Load Just Histograms
It may be useful to load just the histograms on a computer with ROOT and pybdsim but without BDSIM and all the libraries. In this case, we can use the RebdsimFile class directly and flag that we should not try to load the BDSIM libraries. In this case, it can only interpret native ROOT objects such as histograms and not the other data in the file such as the beam line model (for plotting machine diagrams).
>>> import pybdsim
>>> d = pybdsim.Data.RebdsimFile("sample1.root", histogramsOnly=True)
>>> d.histogramspy
{'Event/PerEntryHistograms/PrimaryX': <pybdsim.Data.TH1 at 0x1549cef40>,
'Event/PerEntryHistograms/EventDuration': <pybdsim.Data.TH1 at 0x1549d1040>,
'Event/PerEntryHistograms/EnergySpectrum': <pybdsim.Data.TH1 at 0x1549e0df0>,
'Event/PerEntryHistograms/EnergyLossManual': <pybdsim.Data.TH1 at 0x15503adc0>,
'Event/PerEntryHistograms/TunnelLossManual': <pybdsim.Data.TH1 at 0x15503adf0>,
'Event/PerEntryHistograms/AperImpactXInRange': <pybdsim.Data.TH1 at 0x15503ae20>,
'Event/SimpleHistograms/PrimaryYSimple': <pybdsim.Data.TH1 at 0x15503ae50>,
'Event/MergedHistograms/PhitsHisto': <pybdsim.Data.TH1 at 0x15503ae80>,
'Event/MergedHistograms/PlossHisto': <pybdsim.Data.TH1 at 0x15503aeb0>,
'Event/MergedHistograms/ElossHisto': <pybdsim.Data.TH1 at 0x15503aee0>,
'Event/MergedHistograms/PhitsPEHisto': <pybdsim.Data.TH1 at 0x15503af10>,
'Event/MergedHistograms/PlossPEHisto': <pybdsim.Data.TH1 at 0x15503af40>,
'Event/MergedHistograms/ElossPEHisto': <pybdsim.Data.TH1 at 0x15503af70>,
'Event/MergedHistograms/PFirstAIHisto': <pybdsim.Data.TH1 at 0x15503afa0>,
'Event/MergedHistograms/ElossTunnelHisto': <pybdsim.Data.TH1 at 0x15503afd0>,
'Event/MergedHistograms/ElossTunnelPEHisto': <pybdsim.Data.TH1 at 0x15503ad90>,
'Event/PerEntryHistograms/PrimaryXY': <pybdsim.Data.TH2 at 0x155043040>,
'Event/SimpleHistograms/PrimaryXYSimple': <pybdsim.Data.TH2 at 0x1550430a0>,
'Event/PerEntryHistograms/D2XYEnergy': <pybdsim.Data.TH3 at 0x1550430d0>}
Looping Over Raw ROOT Data
We can loop over the raw BDSIM data easily with pybdsim.
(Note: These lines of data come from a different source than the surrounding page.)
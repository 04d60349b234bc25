//! Engine modules: what each step asks the operating system to do.
//!
//! The engine layer sits between configuration (fixed paths, package lists) and
//! execution (the command runner). It builds exact argument vectors and never
//! runs anything itself.

pub mod commands;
d = pybdsim.Data.Load("run1.root")
eventTree = d.GetEventTree()
for event in eventTree:
# now we have event.<branchname>.<variable>
print(event.Eloss.n)
We can also get an index with enumeration:
for i,event in eventTree:
print(i, event.Eloss.n)
RebdsimFile
When a rebdsim output file is loaded, all histograms will be loaded into a dictionary with their path inside the root file (i.e. in various folders) as a key. All histograms are held in a member dictionary called histograms. Copies are also provided in histograms1d, histograms2d and histograms3d.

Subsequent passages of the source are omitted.